# Your Hogwartz House (By Pottermore Standards)



## Tatl33 (Apr 26, 2010)

GRIFFINDOR 
Congratulations! I’m Prefect Percy Weasley, and I’m delighted to welcome you to GRYFFINDOR HOUSE. Our emblem is the lion, the bravest of all creatures; our house colours are scarlet and gold, and our common room lies up in Gryffindor Tower.
This is, quite simply, the best house at Hogwarts. It’s where the bravest and boldest end up – for instance: Albus Dumbledore! Yes, Dumbledore himself, the greatest wizard of our time, was a Gryffindor! If that’s not enough for you, I don’t know what is.
I won’t keep you long, as all you need to do to find out more about your house is to follow Harry Potter and his friends as I lead them up to their dormitories.
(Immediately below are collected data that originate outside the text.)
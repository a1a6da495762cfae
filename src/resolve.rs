//! Template resolver.
//!
//! Turns token-bearing text into a display string by substituting every
//! token with a representative value against the current schema. Resolution
//! is a single left-to-right pass over the lexer's segments and is total:
//! an unknown id, a dangling enum reference or a collaborator failure
//! degrades to a bracketed diagnostic inside the output, never an error.
//!
//! Arithmetic evaluation and dice rolling are external collaborators behind
//! the [`ExpressionEvaluator`] and [`DiceRoller`] traits. The resolver only
//! prepares their input: nested `<stat:ID:value>` tokens inside `math`/`dice`
//! payloads are substituted with numeric samples before the whole payload is
//! delegated.

use crate::error::{EvalError, RollError};
use crate::id::{SectionId, StatId};
use crate::schema::{Schema, StatKind, DEFAULT_LOCALE};
use crate::token::{segments, SectionProperty, Segment, StatProperty, Token};

/// Successful result of the external dice roller.
#[derive(Debug, Clone, PartialEq)]
pub struct RollOutput {
    /// Human-readable roll summary, e.g. `"1d20 + 3 = [14] + 3 = 17"`.
    pub output: String,
}

/// External arithmetic evaluator collaborator.
///
/// Receives an expression whose stat references have already been replaced
/// by numeric literals. The engine never evaluates math itself.
///
/// Implemented for plain closures, which is the common way to plug an
/// evaluator in:
///
/// ```rust
/// use sheetforge::resolve::ExpressionEvaluator;
/// use sheetforge::EvalError;
///
/// let eval = |expr: &str| {
///     expr.trim().parse::<f64>().map_err(|e| EvalError::new(e.to_string()))
/// };
/// assert_eq!(eval.evaluate("42"), Ok(42.0));
/// ```
pub trait ExpressionEvaluator {
    fn evaluate(&self, expr: &str) -> Result<f64, EvalError>;
}

impl<F> ExpressionEvaluator for F
where
    F: Fn(&str) -> Result<f64, EvalError>,
{
    fn evaluate(&self, expr: &str) -> Result<f64, EvalError> {
        self(expr)
    }
}

/// External dice roller collaborator.
///
/// Receives a dice expression with numeric substitutions already applied
/// and produces a textual roll summary. Implemented for plain closures.
pub trait DiceRoller {
    fn roll(&self, expr: &str) -> Result<RollOutput, RollError>;
}

impl<F> DiceRoller for F
where
    F: Fn(&str) -> Result<RollOutput, RollError>,
{
    fn roll(&self, expr: &str) -> Result<RollOutput, RollError> {
        self(expr)
    }
}

/// Resolves tokens in free text against a schema snapshot.
///
/// # Examples
///
/// ```rust
/// use sheetforge::resolve::{RollOutput, TemplateResolver};
/// use sheetforge::{EvalError, RollError, Schema};
///
/// let schema: Schema = serde_json::from_str(r#"{
///     "config": {"id": "ca", "name": {"default": "Arcanum"}},
///     "stats": [{"id": 1, "name": {"default": "Strength"}, "type": "numeric", "min": 3}],
///     "sections": []
/// }"#).unwrap();
///
/// let eval = |expr: &str| -> Result<f64, EvalError> {
///     Ok(5.0) // stands in for a real evaluator
/// };
/// let roll = |_: &str| -> Result<RollOutput, RollError> {
///     Err(RollError::new("no roller"))
/// };
///
/// let resolver = TemplateResolver::new(&schema, &eval, &roll);
/// assert_eq!(resolver.resolve("<stat:1:name>: <stat:1:value>"), "Strength: 3");
/// assert_eq!(resolver.resolve("<math:<stat:1:value> + 2>"), "5");
/// ```
pub struct TemplateResolver<'a, E, R> {
    schema: &'a Schema,
    evaluator: &'a E,
    roller: &'a R,
    locale: &'a str,
}

impl<'a, E, R> TemplateResolver<'a, E, R>
where
    E: ExpressionEvaluator,
    R: DiceRoller,
{
    /// Create a resolver rendering in the default locale.
    pub fn new(schema: &'a Schema, evaluator: &'a E, roller: &'a R) -> Self {
        Self {
            schema,
            evaluator,
            roller,
            locale: DEFAULT_LOCALE,
        }
    }

    /// Render in a specific locale, falling back to the default locale.
    pub fn with_locale(mut self, locale: &'a str) -> Self {
        self.locale = locale;
        self
    }

    /// Resolve every token in `text`, leaving literal runs untouched.
    pub fn resolve(&self, text: &str) -> String {
        let mut out = String::with_capacity(text.len());
        for segment in segments(text) {
            match segment {
                Segment::Literal(lit) => out.push_str(lit),
                Segment::Token { token, .. } => out.push_str(&self.resolve_token(&token)),
            }
        }
        out
    }

    fn resolve_token(&self, token: &Token) -> String {
        match token {
            Token::StatRef { id, property } => self.resolve_stat(*id, *property),
            Token::SectionRef { id, property } => self.resolve_section(*id, *property),
            Token::MathExpr { raw } => self.resolve_math(raw),
            Token::DiceExpr { raw } => self.resolve_dice(raw),
        }
    }

    fn resolve_stat(&self, id: StatId, property: StatProperty) -> String {
        let Some(stat) = self.schema.stat(id) else {
            return format!("[stat {id} not found]");
        };
        match property {
            StatProperty::Name => stat
                .name
                .get(self.locale)
                .map(str::to_string)
                .unwrap_or_else(|| format!("Stat {id}")),
            StatProperty::Emoji => stat.emoji.clone().unwrap_or_default(),
            StatProperty::Value => match &stat.kind {
                StatKind::Numeric { min, .. } => min.unwrap_or(0).to_string(),
                StatKind::Boolean => "false".to_string(),
                StatKind::Enum { .. } => match self
                    .schema
                    .enum_options(id)
                    .and_then(|options| options.first())
                {
                    Some(option) => option
                        .name
                        .get(self.locale)
                        .map(str::to_string)
                        .unwrap_or_else(|| option.value.to_string()),
                    None => format!("[stat {id} options not found]"),
                },
                // Never expanded recursively during preview.
                StatKind::Calculated { .. } => "(calculated)".to_string(),
                StatKind::String { .. } => format!("[stat {id} has no sample value]"),
            },
        }
    }

    fn resolve_section(&self, id: SectionId, property: SectionProperty) -> String {
        let Some(section) = self.schema.section(id) else {
            return format!("[section {id} not found]");
        };
        match property {
            SectionProperty::Name => section
                .name
                .get(self.locale)
                .map(str::to_string)
                .unwrap_or_else(|| format!("Section {id}")),
            SectionProperty::Emoji => section.emoji.clone().unwrap_or_default(),
        }
    }

    fn resolve_math(&self, raw: &str) -> String {
        let substituted = self.substitute_numeric(raw);
        match self.evaluator.evaluate(&substituted) {
            Ok(value) => format_number(value),
            Err(err) => format!("[math error: {err}]"),
        }
    }

    fn resolve_dice(&self, raw: &str) -> String {
        let substituted = self.substitute_numeric(raw);
        match self.roller.roll(&substituted) {
            Ok(roll) => roll.output,
            Err(err) => format!("[dice error: {err}]"),
        }
    }

    /// Replace every nested `<stat:ID:value>` token with a numeric sample,
    /// leaving everything else as source text. The result is what gets
    /// handed to the evaluator or roller.
    fn substitute_numeric(&self, payload: &str) -> String {
        let mut out = String::with_capacity(payload.len());
        for segment in segments(payload) {
            match segment {
                Segment::Literal(lit) => out.push_str(lit),
                Segment::Token {
                    token:
                        Token::StatRef {
                            id,
                            property: StatProperty::Value,
                        },
                    ..
                } => out.push_str(&self.numeric_sample(id)),
                Segment::Token { span, .. } => out.push_str(&payload[span.start..span.end]),
            }
        }
        out
    }

    /// The deterministic sample of a stat's value in arithmetic position.
    fn numeric_sample(&self, id: StatId) -> String {
        let Some(stat) = self.schema.stat(id) else {
            return format!("[stat {id} not found]");
        };
        match &stat.kind {
            StatKind::Numeric { min, .. } => min.unwrap_or(0).to_string(),
            StatKind::Boolean => "0".to_string(),
            StatKind::Enum { .. } => match self
                .schema
                .enum_options(id)
                .and_then(|options| options.first())
            {
                Some(option) => option.value.to_string(),
                None => format!("[stat {id} options not found]"),
            },
            // Placeholder; previews never evaluate calculated stats.
            StatKind::Calculated { .. } => "0".to_string(),
            StatKind::String { .. } => format!("[stat {id} has no sample value]"),
        }
    }
}

/// Render an evaluator result without a trailing `.0` for whole numbers.
fn format_number(value: f64) -> String {
    if value.fract() == 0.0 && value.is_finite() {
        format!("{}", value as i64)
    } else {
        format!("{value}")
    }
}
Enjoy your time at Hogwarts – but how could you fail to? You’ve become part of the best house in the school.


----------



## flicker099 (Apr 27, 2012)

Hufflepuff house! Aww yeah!  I loved the welcoming letter to Hufflepuff. It was so funny


----------



## Alymagic (Apr 11, 2012)

I got Slytherin. I always knew I'd be either Gryffindor or Slytherin. However, the dark side has cookies so I'm happy with Slytherin. For my wand I got 12 3/4 inches with Sycamore wood, Dragon Core and it is Slightly Springy


----------